**Work instructions**
Return, from the material below, each line in which the word "collection" is present.

**Extracted information**
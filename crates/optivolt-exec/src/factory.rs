//! Default channel factory

use optivolt_core::HostConfig;
use tracing::debug;

use crate::error::ExecError;
use crate::keys::CredentialSource;
use crate::local::LocalExecutor;
use crate::ssh::SshExecutor;
use crate::traits::{ChannelFactory, Executor};

/// Creates `LocalExecutor` and `SshExecutor` channels
///
/// The SSH credential source is selected from the process environment each
/// time a remote channel is built.
#[derive(Debug, Clone, Default)]
pub struct DefaultChannelFactory;

impl DefaultChannelFactory {
    /// Create a new factory instance
    #[must_use]
    pub fn new() -> Self {
        Self
    }
}

impl ChannelFactory for DefaultChannelFactory {
    fn local(&self, working_directory: &str) -> Box<dyn Executor> {
        Box::new(LocalExecutor::in_directory(working_directory))
    }

    fn remote(&self, config: &HostConfig) -> Result<Box<dyn Executor>, ExecError> {
        let credentials = CredentialSource::select(&config.credential_ref);
        debug!(
            host = %config.dial_address(),
            credentials = credentials.kind(),
            "creating SSH channel"
        );
        Ok(Box::new(SshExecutor::new(config.clone(), credentials)))
    }
}

#[cfg(test)]
mod tests {
    use super::*;

    #[test]
    fn test_channel_types() {
        let factory = DefaultChannelFactory::new();

        assert_eq!(factory.local("/tmp").executor_type(), "local");

        let config = HostConfig::new("10.0.0.5", "root");
        assert_eq!(factory.remote(&config).unwrap().executor_type(), "ssh");
    }
}
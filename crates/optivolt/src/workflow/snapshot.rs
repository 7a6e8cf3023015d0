//! System metrics snapshot of one environment

use std::path::{Path, PathBuf};
use std::time::Duration;

use chrono::Local;
use eyre::{WrapErr, bail};
use optivolt_core::save_json;
use optivolt_exec::Dispatcher;
use serde_json::Value;
use tracing::info;

use super::{banner, script_path, stage_failure};

const DEFAULT_SCRIPT: &str = "scripts/collect_metrics.sh";

/// Extra time allowed on top of the sampling duration
const COLLECT_MARGIN: Duration = Duration::from_secs(60);

const FETCH_TIMEOUT: Duration = Duration::from_secs(60);

/// Averages printed once a snapshot is saved
#[derive(Debug, Clone, Copy, Default, PartialEq)]
pub(crate) struct MetricsSummary {
    pub cpu_percent: Option<f64>,
    pub memory_percent: Option<f64>,
    pub duration_seconds: Option<f64>,
}

impl MetricsSummary {
    pub(crate) fn from_document(document: &Value) -> Self {
        let number = |pointer: &str| document.pointer(pointer).and_then(Value::as_f64);
        Self {
            cpu_percent: number("/system_metrics/averages/cpu_usage_percent"),
            memory_percent: number("/system_metrics/averages/memory_usage_percent"),
            duration_seconds: number("/metadata/duration_seconds"),
        }
    }
}

fn display(value: Option<f64>, unit: &str) -> String {
    value.map_or_else(|| "n/a".to_string(), |v| format!("{v}{unit}"))
}

/// Sample system metrics on `environment` for `duration` seconds and save the
/// collector's JSON under `results_dir`
///
/// The collection script is called as `<script> <environment> <duration>
/// <file>` in the environment's working directory, then `<file>` is read back.
///
/// # Errors
/// Fails if either command could not run or exited non-zero, if the file is
/// not JSON, or if the snapshot cannot be written
pub async fn metrics(
    dispatcher: &Dispatcher,
    environment: &str,
    duration: u64,
    results_dir: &Path,
) -> eyre::Result<PathBuf> {
    banner(&format!("Collecting system metrics: {environment}"));

    let stamp = Local::now().format("%Y%m%d_%H%M%S").to_string();
    let remote_file = format!("metrics_{stamp}.json");
    let script = script_path(dispatcher, environment, "metrics", DEFAULT_SCRIPT);
    let command = format!("bash {script} {environment} {duration} {remote_file}");

    info!(environment, duration, command = %command, "starting metrics collection");
    println!("Sampling for {duration}s...");

    let timeout = Duration::from_secs(duration) + COLLECT_MARGIN;
    let run = dispatcher
        .execute(environment, &command, timeout)
        .await
        .map_err(|e| stage_failure(environment, e))?;
    print!("{}", run.output);

    if !run.success {
        bail!(
            "metrics collection on {environment} failed (exit code {})",
            run.exit_code
        );
    }

    let fetched = dispatcher
        .execute(environment, &format!("cat {remote_file}"), FETCH_TIMEOUT)
        .await
        .map_err(|e| stage_failure(environment, e))?;
    if !fetched.success {
        bail!(
            "cannot read {remote_file} on {environment}: {}",
            fetched.output.trim()
        );
    }

    let document: Value = serde_json::from_str(fetched.output.trim())
        .wrap_err_with(|| format!("{remote_file} on {environment} is not valid JSON"))?;

    let path = results_dir.join(format!("{environment}_metrics_{stamp}.json"));
    save_json(&document, &path).wrap_err_with(|| format!("failed to save {}", path.display()))?;
    println!("Metrics saved to {}", path.display());

    let summary = MetricsSummary::from_document(&document);
    println!();
    banner("Metrics summary");
    println!("CPU average:    {}", display(summary.cpu_percent, "%"));
    println!("Memory average: {}", display(summary.memory_percent, "%"));
    println!("Duration:       {}", display(summary.duration_seconds, "s"));

    Ok(path)
}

**Result**
/// The collection script is called as `<script> <environment> <duration>
    info!(environment, duration, command = %command, "starting metrics collection");
            "metrics collection on {environment} failed (exit code {})",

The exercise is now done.